Em nota, a Associação Nacional de Fabricantes de Simuladores Profissionais (Anfasp) expressou preocupação com a fala do ministro e defendeu o uso do equipamento. “A entidade acredita que, em nome de supostos processos mais facilitados, a população não possa ficar vulnerável nos aspectos que envolvem segurança, bem-estar social e aumento dos índices de mortes no trânsito”.

Ainda conforme o texto, a organização defende que o simulador não é o responsável por tornar mais lento o processo de obtenção da CNH. “Ao contrário disso, exatamente por possibilitar ao aluno fazer aulas noturnas em qualquer horário do dia, treinando sua segurança sem se expor aos riscos dessa prática nas vias públicas, a tecnologia acelera o processo de obtenção do certificado”.

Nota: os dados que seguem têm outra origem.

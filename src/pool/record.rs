//! Records stored inside the class pool.

use smallvec::SmallVec;

use crate::desc::annotation::AnnotationDescription;
use crate::desc::modifier::Modifiers;
use crate::desc::types::TypeDescription;

use super::arena::{ClassId, StringId};

/// Contiguous slice of field records inside the pool's flat field table.
#[derive(Clone, Copy, Debug, PartialEq, Eq)]
pub struct FieldSpan {
    start: u32,
    len: u32,
}

impl FieldSpan {
    pub fn empty() -> Self {
        Self { start: 0, len: 0 }
    }

    pub fn new(start: usize, len: usize) -> Self {
        Self {
            start: start as u32,
            len: len as u32,
        }
    }

    pub fn start(&self) -> usize {
        self.start as usize
    }

    pub fn len(&self) -> usize {
        self.len as usize
    }

    pub fn is_empty(&self) -> bool {
        self.len == 0
    }

    pub fn indices(&self) -> std::ops::Range<usize> {
        self.start()..self.start() + self.len()
    }
}

/// Declared type variable with the erasure of its first bound.
pub type TypeVariableDecl = (String, TypeDescription);

#[derive(Clone, Debug)]
pub struct ClassRecord {
    pub description: TypeDescription,
    pub fields: FieldSpan,
    pub type_variables: SmallVec<[TypeVariableDecl; 2]>,
}

/// A field as it was materialized: the erased type is resolved, the generic signature is
/// kept as text until someone asks for it.
#[derive(Clone, Debug)]
pub struct FieldRecord {
    pub owner: ClassId,
    pub name: StringId,
    pub modifiers: Modifiers,
    pub erasure: TypeDescription,
    pub signature: Option<StringId>,
    pub annotations: Vec<AnnotationDescription>,
}
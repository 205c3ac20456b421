//! Errors raised while assembling member metadata.

use thiserror::Error;

use crate::signature::SignatureError;

pub type MemberResult<T> = Result<T, MemberError>;

#[derive(Debug, Error)]
pub enum MemberError {
    #[error("class `{0}` is already defined")]
    DuplicateClass(String),

    #[error("a field of `{owner}` has an empty name")]
    EmptyFieldName { owner: String },

    #[error("field `{name}` is declared more than once on `{owner}`")]
    DuplicateField { owner: String, name: String },

    #[error("invalid descriptor for `{owner}.{field}`: {source}")]
    InvalidDescriptor {
        owner: String,
        field: String,
        source: SignatureError,
    },

    #[error("invalid generic signature for `{owner}.{field}`: {source}")]
    InvalidSignature {
        owner: String,
        field: String,
        source: SignatureError,
    },

    #[error("signature of `{owner}.{field}` erases to `{erasure}` but the descriptor is `{descriptor}`")]
    InconsistentSignature {
        owner: String,
        field: String,
        descriptor: String,
        erasure: String,
    },
}
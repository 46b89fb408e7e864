//! # service-kit
//!
//! Process bootstrap shared by the echo service: layered configuration
//! loading, runtime environment detection and logging setup.
//!
//! Nothing in here knows about HTTP. The service crate builds its own
//! typed configuration on top of [`ConfigBuilder`].
//!
//! ## Features
//!
//! - `tracing` (default) - logging initialization with tracing-subscriber

mod config;
mod environment;
mod logging;

pub use config::{load_config_file, load_from_env, ConfigBuilder, ConfigError, ConfigFormat};
pub use environment::Environment;
pub use logging::LogFormat;

#[cfg(feature = "tracing")]
pub use logging::init_logging;
//! JSON error model.

use axum::http::StatusCode;
use axum::response::{IntoResponse, Response};
use serde::{Deserialize, Serialize};
use serde_json::Value;
use std::fmt;

/// Errors that render as an [`ErrorResponse`].
///
/// ```ignore
/// impl HttpError for LookupError {
///     fn status_code(&self) -> StatusCode {
///         StatusCode::NOT_FOUND
///     }
///
///     fn message(&self) -> String {
///         format!("no entry named {}", self.name)
///     }
/// }
/// ```
pub trait HttpError: fmt::Debug {
    fn status_code(&self) -> StatusCode;

    /// Human-readable diagnostic for the caller.
    fn message(&self) -> String;

    /// Short, stable label. Defaults to the reason phrase of the status.
    fn error(&self) -> String {
        reason_phrase(self.status_code()).to_string()
    }

    fn into_http_response(self) -> Response
    where
        Self: Sized,
    {
        let body = ErrorResponse::new(self.error(), self.message());
        (self.status_code(), axum::Json(body)).into_response()
    }
}

/// The one error body this service emits: `{"error": ..., "message": ...}`.
#[derive(Debug, Clone, PartialEq, Eq, Serialize, Deserialize)]
pub struct ErrorResponse {
    pub error: String,
    pub message: String,
}

impl ErrorResponse {
    pub fn new(error: impl Into<String>, message: impl Into<String>) -> Self {
        Self {
            error: error.into(),
            message: message.into(),
        }
    }

    /// Label the error with the reason phrase of `status`.
    pub fn from_status(status: StatusCode, message: impl Into<String>) -> Self {
        Self::new(reason_phrase(status), message)
    }
}

pub(crate) fn reason_phrase(status: StatusCode) -> &'static str {
    status.canonical_reason().unwrap_or("Error")
}

/// Why an echo request body was rejected.
#[derive(Debug)]
pub enum EchoError {
    /// The body is not JSON at all (an empty body included).
    Parse(serde_json::Error),
    /// Valid JSON, but not an object.
    NotAnObject { found: &'static str },
    /// An object without a `message` key.
    MissingMessage,
    /// `message` is present but is not a string.
    MessageNotString { found: &'static str },
}

impl EchoError {
    /// Label every echo rejection carries in its `error` field.
    pub const LABEL: &'static str = "Invalid JSON";
}

/// Name of a JSON value's type, for diagnostics.
pub(crate) fn json_type_name(value: &Value) -> &'static str {
    match value {
        Value::Null => "null",
        Value::Bool(_) => "boolean",
        Value::Number(_) => "number",
        Value::String(_) => "string",
        Value::Array(_) => "array",
        Value::Object(_) => "object",
    }
}

impl fmt::Display for EchoError {
    fn fmt(&self, f: &mut fmt::Formatter<'_>) -> fmt::Result {
        match self {
            Self::Parse(err) => write!(f, "request body is not valid JSON: {}", err),
            Self::NotAnObject { found } => {
                write!(f, "expected a JSON object with a \"message\" field, got {}", found)
            }
            Self::MissingMessage => f.write_str("missing required field \"message\""),
            Self::MessageNotString { found } => {
                write!(f, "field \"message\" must be a string, got {}", found)
            }
        }
    }
}

impl std::error::Error for EchoError {
    fn source(&self) -> Option<&(dyn std::error::Error + 'static)> {
        match self {
            Self::Parse(err) => Some(err),
            _ => None,
        }
    }
}

impl From<serde_json::Error> for EchoError {
    fn from(err: serde_json::Error) -> Self {
        Self::Parse(err)
    }
}

impl HttpError for EchoError {
    fn status_code(&self) -> StatusCode {
        StatusCode::BAD_REQUEST
    }

    fn message(&self) -> String {
        self.to_string()
    }

    fn error(&self) -> String {
        Self::LABEL.to_string()
    }
}

impl IntoResponse for EchoError {
    fn into_response(self) -> Response {
        tracing::debug!(error = %self, "rejecting echo request");
        self.into_http_response()
    }
}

Especialista diz que trânsito deve ser melhor

Segundo a doutora em Sociologia e especialista em violência no trânsito, Andreia dos Santos, ainda não há comprovação de que os simuladores são melhores para o processo de seleção e formação dos condutores. “Temos um problema muito mais de fundo, mais macro. Se tivéssemos um trânsito melhor gestado, com uma engenharia de tráfego melhor elaborada, ruas mais largas e uma outra proposta de infraestrutura de circulação de veículos essa questão de simulador e de um processo tão burocratizado não iam fazer a mínima diferença”, explica.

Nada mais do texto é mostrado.